How one of the Devonian animals might have made the tracks (Source BBC News)
Just when everyone thought that a consensus had emerged, a new fossil find is reported - throwing everything into the melting pot (again!). Trackways of an unknown tetrapod have been recovered from rocks dated 10 million years earlier than Tiktaalik. The authors say that the trackways occur in rocks that: "can be securely assigned to the lower-middle Eifelian, corresponding to an age of approximately 395 million years". At a stroke, this rules out not only Tiktaalik as a tetrapod ancestor, but also all known representatives of the elpistostegids. The arrival of tetrapods is now considered to be 20 million years earlier than previously thought and these tetrapods must now be regarded as coexisting with the elpistostegids. Once again, the fossil record has thrown up a big surprise, but this one is not "entirely compatible with evolutionary thinking". It is a find that was not predicted and it does not fit at all into the emerging consensus.

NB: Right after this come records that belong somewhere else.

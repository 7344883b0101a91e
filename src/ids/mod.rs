//! Dense ID interners for addresses and token names.
//!
//! Both interners share the same shape: shard by a stable hash of the key,
//! read-biased lock per shard, one process-wide atomic counter for ID
//! assignment. IDs are dense from 1; 0 is reserved for "absent/invalid".
//! Entries are never removed.

mod address;
mod token;

pub use address::{parse_addr20, Addr20, AddressInterner, BadAddress};
pub use token::TokenInterner;
use std::env;

use crate::dispatch::WINDOW_COUNT;
use crate::window::WinHorizon;

/// Pipeline configuration loaded from environment variables.
///
/// Every knob has a default; a bare environment runs the full pipeline
/// against local paths. `dotenv` is loaded by the binaries before this is
/// read.
#[derive(Debug, Clone)]
pub struct Config {
    pub brokers: Vec<String>,
    pub group: String,
    pub topic: String,
    pub out_topic: String,

    pub spool_path: String,
    pub ready_fifo: String,

    pub decode_workers: usize,
    pub decode_queue: usize,
    pub margin_channel: usize,
    /// Intra-block emit parallelism; 1 = sequential.
    pub emit_parts: usize,

    pub win_secs: [i64; WINDOW_COUNT],
    pub emit_every: [u64; WINDOW_COUNT],

    pub drop_bad_addr: bool,
    pub drop_no_token: bool,

    pub addr_shards: usize,
    pub token_shards: usize,
}

impl Default for Config {
    fn default() -> Self {
        let win_secs = {
            let all = WinHorizon::all();
            [all[0].secs(), all[1].secs(), all[2].secs(), all[3].secs()]
        };
        Config {
            brokers: vec!["127.0.0.1:9092".to_string()],
            group: "blockflow-processor".to_string(),
            topic: "chain.blocks".to_string(),
            out_topic: "blockflow.signals".to_string(),
            spool_path: "./data/spool.wal".to_string(),
            ready_fifo: "./data/ready/processor.ready.fifo".to_string(),
            decode_workers: 20,
            decode_queue: 1024,
            margin_channel: 16,
            emit_parts: 1,
            win_secs,
            emit_every: [50, 200, 1000, 5000],
            drop_bad_addr: true,
            drop_no_token: false,
            addr_shards: 64,
            token_shards: 32,
        }
    }
}

impl Config {
    pub fn from_env() -> Self {
        let d = Config::default();
        Config {
            brokers: env_list("BLOCKFLOW_BROKERS").unwrap_or(d.brokers),
            group: env_str("BLOCKFLOW_GROUP").unwrap_or(d.group),
            topic: env_str("BLOCKFLOW_TOPIC").unwrap_or(d.topic),
            out_topic: env_str("BLOCKFLOW_OUT_TOPIC").unwrap_or(d.out_topic),
            spool_path: env_str("BLOCKFLOW_SPOOL").unwrap_or(d.spool_path),
            ready_fifo: env_str("BLOCKFLOW_READY_FIFO").unwrap_or(d.ready_fifo),
            decode_workers: env_parse("BLOCKFLOW_DECODE_WORKERS").unwrap_or(d.decode_workers),
            decode_queue: env_parse("BLOCKFLOW_DECODE_QUEUE").unwrap_or(d.decode_queue),
            margin_channel: env_parse("BLOCKFLOW_MARGIN_CHANNEL").unwrap_or(d.margin_channel),
            emit_parts: env_parse("BLOCKFLOW_EMIT_PARTS").unwrap_or(d.emit_parts),
            win_secs: env_array("BLOCKFLOW_WIN_SECS").unwrap_or(d.win_secs),
            emit_every: env_array("BLOCKFLOW_EMIT_EVERY").unwrap_or(d.emit_every),
            drop_bad_addr: env_bool("BLOCKFLOW_DROP_BAD_ADDR").unwrap_or(d.drop_bad_addr),
            drop_no_token: env_bool("BLOCKFLOW_DROP_NO_TOKEN").unwrap_or(d.drop_no_token),
            addr_shards: env_parse("BLOCKFLOW_ADDR_SHARDS").unwrap_or(d.addr_shards),
            token_shards: env_parse("BLOCKFLOW_TOKEN_SHARDS").unwrap_or(d.token_shards),
        }
    }
}

fn env_str(key: &str) -> Option<String> {
    env::var(key).ok().filter(|v| !v.trim().is_empty())
}

fn env_list(key: &str) -> Option<Vec<String>> {
    let raw = env_str(key)?;
    let items: Vec<String> = raw
        .split(',')
        .map(|s| s.trim().to_string())
        .filter(|s| !s.is_empty())
        .collect();
    if items.is_empty() {
        None
    } else {
        Some(items)
    }
}

fn env_parse<T: std::str::FromStr>(key: &str) -> Option<T> {
    env_str(key)?.parse().ok()
}

fn env_bool(key: &str) -> Option<bool> {
    match env_str(key)?.to_ascii_lowercase().as_str() {
        "1" | "true" | "yes" | "on" => Some(true),
        "0" | "false" | "no" | "off" => Some(false),
        _ => None,
    }
}

fn env_array<T: std::str::FromStr + Copy + Default>(key: &str) -> Option<[T; WINDOW_COUNT]> {
    let raw = env_str(key)?;
    let parts: Vec<T> = raw
        .split(',')
        .filter_map(|s| s.trim().parse().ok())
        .collect();
    if parts.len() != WINDOW_COUNT {
        return None;
    }
    let mut out = [T::default(); WINDOW_COUNT];
    out.copy_from_slice(&parts);
    Some(out)
}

"Now, however, Niedzwiedzki et al. lob a grenade into that picture. They report the stunning discovery of tetrapod trackways with distinct digit imprints from Zachemie, Poland, that are unambiguously dated to the lowermost Eifelian (397 Myr ago). This site (an old quarry) has yielded a dozen trackways made by several individuals that ranged from about 0.5 to 2.5 metres in total length, and numerous isolated footprints found on fragments of scree. The tracks predate the oldest tetrapod skeletal remains by 18 Myr and, more surprisingly, the earliest elpistostegalian fishes by about 10 Myr." (Janvier & Clement, 2010)
The Nature Editor's summary explained: "The finds suggests that the elpistostegids that we know were late-surviving relics rather than direct transitional forms, and they highlight just how little we know of the earliest history of land vertebrates." Henry Gee, one of the Nature editors, wrote in a blog:
"What does it all mean?
It means that the neatly gift-wrapped correlation between stratigraphy and phylogeny, in which elpistostegids represent a transitional form in the swift evolution of tetrapods in the mid-Frasnian, is a cruel illusion. If - as the Polish footprints show - tetrapods already existed in the Eifelian, then an enormous evolutionary void has opened beneath our feet."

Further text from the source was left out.